> _DIRECTIONS FOR THIS TASK_
Nothing is needed except the lines below that run from the one with "codebase-wide dominant type." through the one with "if usage.count as", repeated exactly.

> _DATASET ENTRIES_
============
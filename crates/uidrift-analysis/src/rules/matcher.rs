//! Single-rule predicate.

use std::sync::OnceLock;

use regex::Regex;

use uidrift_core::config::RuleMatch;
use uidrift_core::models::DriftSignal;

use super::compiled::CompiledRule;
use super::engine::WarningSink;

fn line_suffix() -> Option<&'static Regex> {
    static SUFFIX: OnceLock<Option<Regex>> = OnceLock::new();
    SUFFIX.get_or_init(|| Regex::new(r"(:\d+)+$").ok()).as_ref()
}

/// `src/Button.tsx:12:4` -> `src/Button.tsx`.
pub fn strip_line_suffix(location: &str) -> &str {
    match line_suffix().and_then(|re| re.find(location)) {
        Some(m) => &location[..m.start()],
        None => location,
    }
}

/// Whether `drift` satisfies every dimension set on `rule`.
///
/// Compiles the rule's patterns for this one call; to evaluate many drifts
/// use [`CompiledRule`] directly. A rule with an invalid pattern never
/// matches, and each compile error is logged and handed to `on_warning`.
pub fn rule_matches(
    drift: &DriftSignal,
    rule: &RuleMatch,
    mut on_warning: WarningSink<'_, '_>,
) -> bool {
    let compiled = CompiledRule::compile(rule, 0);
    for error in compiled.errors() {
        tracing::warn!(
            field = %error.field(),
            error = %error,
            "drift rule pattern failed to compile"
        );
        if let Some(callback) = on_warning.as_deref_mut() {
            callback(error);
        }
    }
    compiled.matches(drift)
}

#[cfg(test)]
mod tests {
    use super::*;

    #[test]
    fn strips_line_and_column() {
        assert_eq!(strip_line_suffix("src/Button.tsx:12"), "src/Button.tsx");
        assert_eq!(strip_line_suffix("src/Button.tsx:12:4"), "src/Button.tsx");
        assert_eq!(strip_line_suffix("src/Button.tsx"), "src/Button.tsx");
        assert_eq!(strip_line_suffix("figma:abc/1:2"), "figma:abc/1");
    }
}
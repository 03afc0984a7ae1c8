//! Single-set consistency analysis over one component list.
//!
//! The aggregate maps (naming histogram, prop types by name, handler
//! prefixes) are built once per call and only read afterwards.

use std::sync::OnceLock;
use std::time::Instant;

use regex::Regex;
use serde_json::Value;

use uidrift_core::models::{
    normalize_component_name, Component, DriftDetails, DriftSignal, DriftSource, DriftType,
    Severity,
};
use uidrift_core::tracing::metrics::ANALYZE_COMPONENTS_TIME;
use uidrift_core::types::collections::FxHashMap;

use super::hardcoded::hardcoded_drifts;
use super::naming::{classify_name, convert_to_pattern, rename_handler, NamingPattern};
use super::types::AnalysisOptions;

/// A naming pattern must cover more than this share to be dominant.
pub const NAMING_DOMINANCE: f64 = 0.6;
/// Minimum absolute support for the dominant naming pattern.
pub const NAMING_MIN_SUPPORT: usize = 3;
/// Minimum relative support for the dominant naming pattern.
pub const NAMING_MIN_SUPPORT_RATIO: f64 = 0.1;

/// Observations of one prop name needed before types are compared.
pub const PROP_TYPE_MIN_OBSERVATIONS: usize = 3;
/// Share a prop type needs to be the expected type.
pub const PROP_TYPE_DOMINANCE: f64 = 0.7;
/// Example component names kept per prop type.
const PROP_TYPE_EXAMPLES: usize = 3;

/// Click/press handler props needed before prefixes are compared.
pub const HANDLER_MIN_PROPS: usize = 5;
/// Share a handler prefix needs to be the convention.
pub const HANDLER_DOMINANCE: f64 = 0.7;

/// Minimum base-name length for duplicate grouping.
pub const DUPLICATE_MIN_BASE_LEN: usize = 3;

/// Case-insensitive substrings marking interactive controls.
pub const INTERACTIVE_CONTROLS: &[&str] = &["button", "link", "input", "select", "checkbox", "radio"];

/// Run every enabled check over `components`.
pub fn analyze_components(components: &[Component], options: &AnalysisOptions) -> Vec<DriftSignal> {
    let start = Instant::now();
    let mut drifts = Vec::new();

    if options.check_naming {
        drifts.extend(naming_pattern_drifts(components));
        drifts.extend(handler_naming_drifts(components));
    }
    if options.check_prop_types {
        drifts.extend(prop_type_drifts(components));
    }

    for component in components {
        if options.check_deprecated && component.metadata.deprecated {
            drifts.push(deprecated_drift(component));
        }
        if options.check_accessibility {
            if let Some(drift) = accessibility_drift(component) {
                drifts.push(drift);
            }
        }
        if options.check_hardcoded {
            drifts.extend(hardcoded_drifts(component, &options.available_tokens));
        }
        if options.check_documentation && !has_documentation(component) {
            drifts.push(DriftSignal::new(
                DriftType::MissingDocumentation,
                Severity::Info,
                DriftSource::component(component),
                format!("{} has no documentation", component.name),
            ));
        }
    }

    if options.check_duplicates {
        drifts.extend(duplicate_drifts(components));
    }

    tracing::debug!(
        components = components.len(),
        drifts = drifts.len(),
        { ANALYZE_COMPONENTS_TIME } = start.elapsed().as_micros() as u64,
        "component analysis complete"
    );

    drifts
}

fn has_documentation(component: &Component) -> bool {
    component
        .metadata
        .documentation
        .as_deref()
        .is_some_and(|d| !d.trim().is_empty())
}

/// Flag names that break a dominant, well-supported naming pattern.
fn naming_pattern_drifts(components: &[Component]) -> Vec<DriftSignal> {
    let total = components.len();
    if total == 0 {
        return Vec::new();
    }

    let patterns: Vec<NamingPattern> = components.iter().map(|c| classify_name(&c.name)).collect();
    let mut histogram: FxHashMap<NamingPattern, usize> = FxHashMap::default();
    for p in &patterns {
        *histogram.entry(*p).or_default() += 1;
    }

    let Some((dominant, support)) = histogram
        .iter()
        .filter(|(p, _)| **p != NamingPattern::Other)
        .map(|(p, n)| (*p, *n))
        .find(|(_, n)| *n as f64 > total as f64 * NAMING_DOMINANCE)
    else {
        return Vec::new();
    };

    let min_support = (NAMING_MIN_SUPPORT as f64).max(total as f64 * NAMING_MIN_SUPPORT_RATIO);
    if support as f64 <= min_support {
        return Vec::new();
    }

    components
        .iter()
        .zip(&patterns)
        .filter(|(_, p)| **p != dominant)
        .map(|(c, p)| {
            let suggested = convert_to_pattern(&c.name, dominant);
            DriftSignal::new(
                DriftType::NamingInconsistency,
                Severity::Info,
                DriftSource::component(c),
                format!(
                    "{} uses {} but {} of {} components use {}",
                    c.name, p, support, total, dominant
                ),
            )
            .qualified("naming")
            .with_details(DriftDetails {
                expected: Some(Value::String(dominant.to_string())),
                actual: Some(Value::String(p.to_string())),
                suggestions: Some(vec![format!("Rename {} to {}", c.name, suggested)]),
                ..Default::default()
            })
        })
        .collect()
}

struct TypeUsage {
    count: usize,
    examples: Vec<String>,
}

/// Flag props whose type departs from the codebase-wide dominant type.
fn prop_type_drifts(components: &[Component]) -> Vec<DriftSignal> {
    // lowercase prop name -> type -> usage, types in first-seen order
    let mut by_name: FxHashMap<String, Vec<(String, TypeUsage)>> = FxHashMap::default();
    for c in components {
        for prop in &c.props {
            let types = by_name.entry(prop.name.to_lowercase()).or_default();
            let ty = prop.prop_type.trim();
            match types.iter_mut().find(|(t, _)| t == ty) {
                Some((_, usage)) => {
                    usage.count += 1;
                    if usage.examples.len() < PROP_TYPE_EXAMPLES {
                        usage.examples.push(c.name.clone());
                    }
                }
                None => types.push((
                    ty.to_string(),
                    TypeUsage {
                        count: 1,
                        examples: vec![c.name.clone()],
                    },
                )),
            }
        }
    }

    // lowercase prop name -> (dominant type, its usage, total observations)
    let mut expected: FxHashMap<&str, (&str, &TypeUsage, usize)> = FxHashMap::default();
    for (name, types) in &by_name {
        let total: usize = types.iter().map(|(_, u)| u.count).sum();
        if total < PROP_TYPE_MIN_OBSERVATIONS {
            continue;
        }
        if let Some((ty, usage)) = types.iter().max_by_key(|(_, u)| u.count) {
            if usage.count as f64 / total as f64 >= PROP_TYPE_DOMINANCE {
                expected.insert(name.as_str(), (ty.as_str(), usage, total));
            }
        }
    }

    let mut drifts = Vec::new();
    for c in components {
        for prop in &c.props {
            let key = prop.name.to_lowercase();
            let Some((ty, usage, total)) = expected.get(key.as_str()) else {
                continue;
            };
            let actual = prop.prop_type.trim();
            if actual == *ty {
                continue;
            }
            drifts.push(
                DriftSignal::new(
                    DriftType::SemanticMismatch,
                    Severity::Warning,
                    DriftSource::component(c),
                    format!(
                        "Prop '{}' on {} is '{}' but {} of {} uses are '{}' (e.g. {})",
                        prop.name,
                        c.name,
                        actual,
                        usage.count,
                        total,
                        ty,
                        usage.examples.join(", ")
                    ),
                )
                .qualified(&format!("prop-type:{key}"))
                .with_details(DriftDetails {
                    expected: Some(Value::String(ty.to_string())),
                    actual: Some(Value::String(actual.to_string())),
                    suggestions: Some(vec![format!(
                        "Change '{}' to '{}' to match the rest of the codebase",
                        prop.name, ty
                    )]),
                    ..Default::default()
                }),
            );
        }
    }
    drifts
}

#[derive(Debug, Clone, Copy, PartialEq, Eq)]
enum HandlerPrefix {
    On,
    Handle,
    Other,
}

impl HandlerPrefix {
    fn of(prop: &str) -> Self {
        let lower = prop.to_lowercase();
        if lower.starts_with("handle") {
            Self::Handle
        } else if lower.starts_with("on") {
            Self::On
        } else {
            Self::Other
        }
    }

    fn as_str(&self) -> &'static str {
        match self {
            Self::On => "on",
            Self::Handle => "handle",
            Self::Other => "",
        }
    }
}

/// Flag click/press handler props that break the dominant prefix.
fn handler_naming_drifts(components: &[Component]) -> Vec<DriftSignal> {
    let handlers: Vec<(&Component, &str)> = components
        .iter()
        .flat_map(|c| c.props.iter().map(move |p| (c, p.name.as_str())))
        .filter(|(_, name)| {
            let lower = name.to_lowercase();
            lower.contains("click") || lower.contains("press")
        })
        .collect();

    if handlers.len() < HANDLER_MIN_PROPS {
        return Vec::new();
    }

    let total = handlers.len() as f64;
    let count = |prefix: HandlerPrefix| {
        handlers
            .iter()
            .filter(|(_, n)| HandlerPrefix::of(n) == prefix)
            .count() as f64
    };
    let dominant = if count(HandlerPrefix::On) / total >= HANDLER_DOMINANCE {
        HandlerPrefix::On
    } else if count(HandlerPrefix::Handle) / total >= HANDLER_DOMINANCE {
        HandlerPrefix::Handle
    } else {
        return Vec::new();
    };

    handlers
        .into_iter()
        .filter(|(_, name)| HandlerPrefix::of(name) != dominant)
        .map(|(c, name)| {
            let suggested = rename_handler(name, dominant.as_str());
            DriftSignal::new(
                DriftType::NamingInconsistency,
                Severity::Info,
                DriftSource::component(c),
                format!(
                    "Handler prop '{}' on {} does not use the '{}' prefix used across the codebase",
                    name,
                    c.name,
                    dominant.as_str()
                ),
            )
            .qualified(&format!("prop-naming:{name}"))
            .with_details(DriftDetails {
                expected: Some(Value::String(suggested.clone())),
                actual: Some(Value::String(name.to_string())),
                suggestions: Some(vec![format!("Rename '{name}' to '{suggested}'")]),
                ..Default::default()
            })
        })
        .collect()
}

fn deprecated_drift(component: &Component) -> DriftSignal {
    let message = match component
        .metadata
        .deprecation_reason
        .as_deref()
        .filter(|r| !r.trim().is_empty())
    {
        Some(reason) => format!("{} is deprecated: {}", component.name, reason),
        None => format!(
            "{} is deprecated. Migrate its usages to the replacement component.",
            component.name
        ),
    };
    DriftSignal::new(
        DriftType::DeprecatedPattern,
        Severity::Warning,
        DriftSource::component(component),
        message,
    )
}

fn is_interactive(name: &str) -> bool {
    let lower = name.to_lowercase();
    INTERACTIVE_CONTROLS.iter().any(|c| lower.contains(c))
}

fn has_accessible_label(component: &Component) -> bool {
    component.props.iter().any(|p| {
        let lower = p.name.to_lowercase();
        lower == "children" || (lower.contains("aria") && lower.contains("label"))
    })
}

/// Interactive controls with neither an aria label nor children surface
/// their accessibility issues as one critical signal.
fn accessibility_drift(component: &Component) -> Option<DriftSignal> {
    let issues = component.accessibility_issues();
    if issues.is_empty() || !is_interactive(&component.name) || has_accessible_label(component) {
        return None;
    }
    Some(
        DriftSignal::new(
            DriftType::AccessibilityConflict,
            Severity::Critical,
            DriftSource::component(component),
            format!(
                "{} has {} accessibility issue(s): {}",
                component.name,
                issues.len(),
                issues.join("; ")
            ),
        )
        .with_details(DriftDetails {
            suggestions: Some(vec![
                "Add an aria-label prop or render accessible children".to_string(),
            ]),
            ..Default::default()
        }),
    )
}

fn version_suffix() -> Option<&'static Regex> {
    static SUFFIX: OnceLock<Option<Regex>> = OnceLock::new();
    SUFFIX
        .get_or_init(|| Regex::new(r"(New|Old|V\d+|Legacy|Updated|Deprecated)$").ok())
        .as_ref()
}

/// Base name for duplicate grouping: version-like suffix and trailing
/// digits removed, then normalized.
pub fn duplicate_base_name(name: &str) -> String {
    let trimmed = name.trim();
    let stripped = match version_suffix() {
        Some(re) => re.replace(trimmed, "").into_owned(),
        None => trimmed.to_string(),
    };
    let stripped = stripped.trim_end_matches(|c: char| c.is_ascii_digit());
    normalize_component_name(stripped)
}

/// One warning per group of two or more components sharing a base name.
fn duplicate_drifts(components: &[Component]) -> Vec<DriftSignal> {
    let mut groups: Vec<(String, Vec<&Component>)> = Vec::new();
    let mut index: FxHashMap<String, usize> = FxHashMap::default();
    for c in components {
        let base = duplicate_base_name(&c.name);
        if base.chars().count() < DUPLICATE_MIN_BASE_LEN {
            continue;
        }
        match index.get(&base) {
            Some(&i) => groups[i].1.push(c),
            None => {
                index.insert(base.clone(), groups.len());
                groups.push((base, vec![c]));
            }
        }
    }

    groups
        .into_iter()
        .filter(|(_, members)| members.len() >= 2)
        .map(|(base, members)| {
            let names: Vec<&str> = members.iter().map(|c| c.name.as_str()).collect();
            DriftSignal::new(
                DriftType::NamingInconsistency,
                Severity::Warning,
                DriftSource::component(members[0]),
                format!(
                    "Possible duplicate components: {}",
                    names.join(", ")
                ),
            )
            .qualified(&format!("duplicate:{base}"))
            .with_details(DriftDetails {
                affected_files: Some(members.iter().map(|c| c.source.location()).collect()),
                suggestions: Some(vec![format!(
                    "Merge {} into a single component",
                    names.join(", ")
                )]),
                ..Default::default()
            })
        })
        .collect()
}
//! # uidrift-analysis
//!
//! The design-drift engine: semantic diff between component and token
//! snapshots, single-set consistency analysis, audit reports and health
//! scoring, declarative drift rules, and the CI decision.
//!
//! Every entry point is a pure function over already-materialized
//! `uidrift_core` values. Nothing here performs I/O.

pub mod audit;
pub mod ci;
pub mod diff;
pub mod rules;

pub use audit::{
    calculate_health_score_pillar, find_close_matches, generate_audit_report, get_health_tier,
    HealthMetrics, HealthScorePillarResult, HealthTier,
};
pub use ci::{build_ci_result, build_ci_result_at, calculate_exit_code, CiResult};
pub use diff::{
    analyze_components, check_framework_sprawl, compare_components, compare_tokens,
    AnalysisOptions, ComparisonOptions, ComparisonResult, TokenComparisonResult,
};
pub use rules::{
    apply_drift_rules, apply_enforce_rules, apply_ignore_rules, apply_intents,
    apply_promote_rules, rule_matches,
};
============
> _SOLUTION TO THIS PROBLEM_
/// Flag props whose type departs from the codebase-wide dominant type.
fn prop_type_drifts(components: &[Component]) -> Vec<DriftSignal> {
    // lowercase prop name -> type -> usage, types in first-seen order
    let mut by_name: FxHashMap<String, Vec<(String, TypeUsage)>> = FxHashMap::default();
    for c in components {
        for prop in &c.props {
            let types = by_name.entry(prop.name.to_lowercase()).or_default();
            let ty = prop.prop_type.trim();
            match types.iter_mut().find(|(t, _)| t == ty) {
                Some((_, usage)) => {
                    usage.count += 1;
                    if usage.examples.len() < PROP_TYPE_EXAMPLES {
                        usage.examples.push(c.name.clone());
                    }
                }
                None => types.push((
                    ty.to_string(),
                    TypeUsage {
                        count: 1,
                        examples: vec![c.name.clone()],
                    },
                )),
            }
        }
    }

    // lowercase prop name -> (dominant type, its usage, total observations)
    let mut expected: FxHashMap<&str, (&str, &TypeUsage, usize)> = FxHashMap::default();
    for (name, types) in &by_name {
        let total: usize = types.iter().map(|(_, u)| u.count).sum();
        if total < PROP_TYPE_MIN_OBSERVATIONS {
            continue;
        }
        if let Some((ty, usage)) = types.iter().max_by_key(|(_, u)| u.count) {
            if usage.count as f64 / total as f64 >= PROP_TYPE_DOMINANCE {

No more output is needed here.